Produção industrial do Brasil registra maior alta em mais de um ano

A produção industrial no Brasil subiu em agosto no ritmo mais rápido em mais de um ano, mostraram números oficiais na terça-feira, um sinal de que a maior economia da América Latina pode estar lentamente virando a esquina após flertar com a recessão no início do ano.

A recuperação pode estar em pé de igualdade, no entanto, uma vez que a produção de bens intermediários foi a única das quatro grandes categorias econômicas a crescer, e apenas 10 dos 26 setores mais restritos pesquisados ​​conseguiram expandir no mês.

A produção geral subiu 0,8% em agosto em relação a julho, informou a agência de estatísticas governamental IBGE, o primeiro aumento em quatro meses e mais do que o dobro da velocidade que o aumento de 0,3% esperado em uma pesquisa da Reuters com economistas.

Foi o maior aumento desde um aumento de 12,8% em junho do ano passado. Exceto a recuperação anômala de uma queda de 11,1% no mês anterior por causa de uma greve nacional de caminhoneiros, foi a taxa de crescimento mais rápida desde dezembro de 2017.

O maior driver foi a mineração. Ele cresceu 6,6% no mês, o quarto aumento mensal, o que elevou o aumento acumulado nesse período para 25,2%. Porém, o IBGE observou que isso ocorreu três quedas mensais quando a produção caiu 24,2%.

“O aumento acima da esperado na produção industrial brasileira foi impulsionado pelo rápido crescimento no setor de mineração, que não será sustentado”, escreveu William Jackson, economista da Capital Economics, em nota de cliente.

“Mesmo assim, os números aumentam a evidência de que a recuperação econômica ganhou impulso no terceiro trimestre.”

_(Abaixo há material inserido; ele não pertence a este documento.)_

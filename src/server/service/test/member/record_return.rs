use super::*;

/// Tests a departed member rejoining.
///
/// Verifies that only the most recent departure row has its counter bumped.
///
/// Expected: Ok(true), latest times_left 3
#[tokio::test]
async fn bumps_latest_departure() -> Result<(), DbErr> {
    let test = TestBuilder::new().with_quest_tables().build().await.unwrap();
    let db = test.db.as_ref().unwrap();

    DepartedMemberFactory::new(db, "1", "7")
        .leave_date(Utc::now() - Duration::days(10))
        .times_left(1)
        .build()
        .await?;
    DepartedMemberFactory::new(db, "1", "7")
        .leave_date(Utc::now() - Duration::days(2))
        .times_left(2)
        .build()
        .await?;

    let service = MemberService::new(db);
    assert!(service.record_return(1, 7).await.unwrap());

    let latest = service.latest_departure(1, 7).await.unwrap().unwrap();
    assert_eq!(latest.times_left, 3);

    Ok(())
}

/// Tests a member joining for the first time.
///
/// Expected: Ok(false)
#[tokio::test]
async fn ignores_first_join() -> Result<(), DbErr> {
    let test = TestBuilder::new().with_quest_tables().build().await.unwrap();
    let db = test.db.as_ref().unwrap();

    factory::create_departure(db, "2", "7", Utc::now()).await?;

    assert!(!MemberService::new(db).record_return(1, 7).await.unwrap());

    Ok(())
}
use sea_orm::{
    ActiveModelTrait, ActiveValue, ColumnTrait, DatabaseConnection, DbErr, EntityTrait,
    QueryFilter, QueryOrder, TransactionTrait,
};

use crate::server::model::quest::{CreateQuestParams, PurgeSummary, Quest, QuestStatus};

pub struct QuestRepository<'a> {
    db: &'a DatabaseConnection,
}

impl<'a> QuestRepository<'a> {
    pub fn new(db: &'a DatabaseConnection) -> Self {
        Self { db }
    }

    /// Inserts a new quest with the given id.
    ///
    /// The quest starts `available` with `created_at` set to now.
    ///
    /// # Arguments
    /// - `quest_id` - Id to store; `params.quest_id` is ignored
    /// - `params` - Quest fields
    ///
    /// # Returns
    /// - `Ok(Quest)` - The created quest
    /// - `Err(DbErr)` - Insert failed (including a duplicate id)
    pub async fn create(&self, quest_id: String, params: CreateQuestParams) -> Result<Quest, DbErr> {
        let required_role_ids: Vec<String> = params
            .required_role_ids
            .iter()
            .map(|id| id.to_string())
            .collect();

        let entity = entity::quest::ActiveModel {
            quest_id: ActiveValue::Set(quest_id),
            title: ActiveValue::Set(params.title),
            description: ActiveValue::Set(params.description),
            creator_id: ActiveValue::Set(params.creator_id.to_string()),
            guild_id: ActiveValue::Set(params.guild_id.to_string()),
            requirements: ActiveValue::Set(params.requirements),
            reward: ActiveValue::Set(params.reward),
            rank: ActiveValue::Set(params.rank.as_str().to_string()),
            category: ActiveValue::Set(params.category),
            status: ActiveValue::Set(QuestStatus::Available.as_str().to_string()),
            created_at: ActiveValue::Set(chrono::Utc::now()),
            required_role_ids: ActiveValue::Set(serde_json::json!(required_role_ids)),
        }
        .insert(self.db)
        .await?;

        Quest::from_entity(entity)
    }

    /// Gets a quest by id.
    pub async fn get_by_id(&self, quest_id: &str) -> Result<Option<Quest>, DbErr> {
        entity::prelude::Quest::find_by_id(quest_id.to_string())
            .one(self.db)
            .await?
            .map(Quest::from_entity)
            .transpose()
    }

    /// Gets every quest with the given ids, in no particular order.
    pub async fn get_by_ids(&self, quest_ids: &[&str]) -> Result<Vec<Quest>, DbErr> {
        if quest_ids.is_empty() {
            return Ok(Vec::new());
        }

        entity::prelude::Quest::find()
            .filter(entity::quest::Column::QuestId.is_in(quest_ids.iter().copied()))
            .all(self.db)
            .await?
            .into_iter()
            .map(Quest::from_entity)
            .collect()
    }

    /// Gets the quests of a guild, newest first, optionally restricted to one status.
    pub async fn get_by_guild(
        &self,
        guild_id: u64,
        status: Option<QuestStatus>,
    ) -> Result<Vec<Quest>, DbErr> {
        let mut query = entity::prelude::Quest::find()
            .filter(entity::quest::Column::GuildId.eq(guild_id.to_string()));

        if let Some(status) = status {
            query = query.filter(entity::quest::Column::Status.eq(status.as_str()));
        }

        query
            .order_by_desc(entity::quest::Column::CreatedAt)
            .all(self.db)
            .await?
            .into_iter()
            .map(Quest::from_entity)
            .collect()
    }

    /// Writes the editable fields of a quest.
    ///
    /// Id, creator, guild and creation time are never changed.
    ///
    /// # Returns
    /// - `Ok(true)` - Quest updated
    /// - `Ok(false)` - No quest with that id
    /// - `Err(DbErr)` - Database error
    pub async fn update(&self, quest: &Quest) -> Result<bool, DbErr> {
        let required_role_ids: Vec<String> = quest
            .required_role_ids
            .iter()
            .map(|id| id.to_string())
            .collect();

        let result = entity::prelude::Quest::update_many()
            .set(entity::quest::ActiveModel {
                title: ActiveValue::Set(quest.title.clone()),
                description: ActiveValue::Set(quest.description.clone()),
                requirements: ActiveValue::Set(quest.requirements.clone()),
                reward: ActiveValue::Set(quest.reward.clone()),
                rank: ActiveValue::Set(quest.rank.as_str().to_string()),
                category: ActiveValue::Set(quest.category.clone()),
                status: ActiveValue::Set(quest.status.as_str().to_string()),
                required_role_ids: ActiveValue::Set(serde_json::json!(required_role_ids)),
                ..Default::default()
            })
            .filter(entity::quest::Column::QuestId.eq(quest.quest_id.as_str()))
            .exec(self.db)
            .await?;

        Ok(result.rows_affected > 0)
    }

    /// Deletes a quest together with every progress record for it.
    ///
    /// Both deletes run in one transaction.
    ///
    /// # Returns
    /// - `Ok(true)` - Quest deleted
    /// - `Ok(false)` - No quest with that id
    /// - `Err(DbErr)` - Database error; nothing was deleted
    pub async fn delete(&self, quest_id: &str) -> Result<bool, DbErr> {
        let txn = self.db.begin().await?;

        entity::prelude::QuestProgress::delete_many()
            .filter(entity::quest_progress::Column::QuestId.eq(quest_id))
            .exec(&txn)
            .await?;

        let result = entity::prelude::Quest::delete_by_id(quest_id.to_string())
            .exec(&txn)
            .await?;

        txn.commit().await?;

        Ok(result.rows_affected > 0)
    }

    /// Deletes every quest and progress record of a guild in one transaction.
    pub async fn purge_guild(&self, guild_id: u64) -> Result<PurgeSummary, DbErr> {
        let guild_id = guild_id.to_string();
        let txn = self.db.begin().await?;

        let progress = entity::prelude::QuestProgress::delete_many()
            .filter(entity::quest_progress::Column::GuildId.eq(guild_id.as_str()))
            .exec(&txn)
            .await?;

        let quests = entity::prelude::Quest::delete_many()
            .filter(entity::quest::Column::GuildId.eq(guild_id.as_str()))
            .exec(&txn)
            .await?;

        txn.commit().await?;

        Ok(PurgeSummary {
            quests_deleted: quests.rows_affected,
            progress_deleted: progress.rows_affected,
        })
    }
}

Entre os outros setores com melhor desempenho estão o petróleo e os biocombustíveis, que cresceram 3,6%, e a produção de alimentos, que cresceu 2,0%, afirmou o IBGE.

Das quatro categorias econômicas mais abrangentes do IBGE, a produção de bens intermediários cresceu 1,4%. A produção de bens de consumo duráveis ​​caiu 1,8%, enquanto a produção de bens de consumo semi-duráveis ​​e não-duráveis ​​e bens de capital encolheram 0,4%.

Embora os números mensais possam oferecer uma fenda de luz para a indústria brasileira, o quadro geral é menos otimista.

A produção de agosto caiu 2,3% em relação ao mesmo mês do ano anterior e caiu 1,7% no acumulado do ano e nos 12 meses anteriores, informou o IBGE.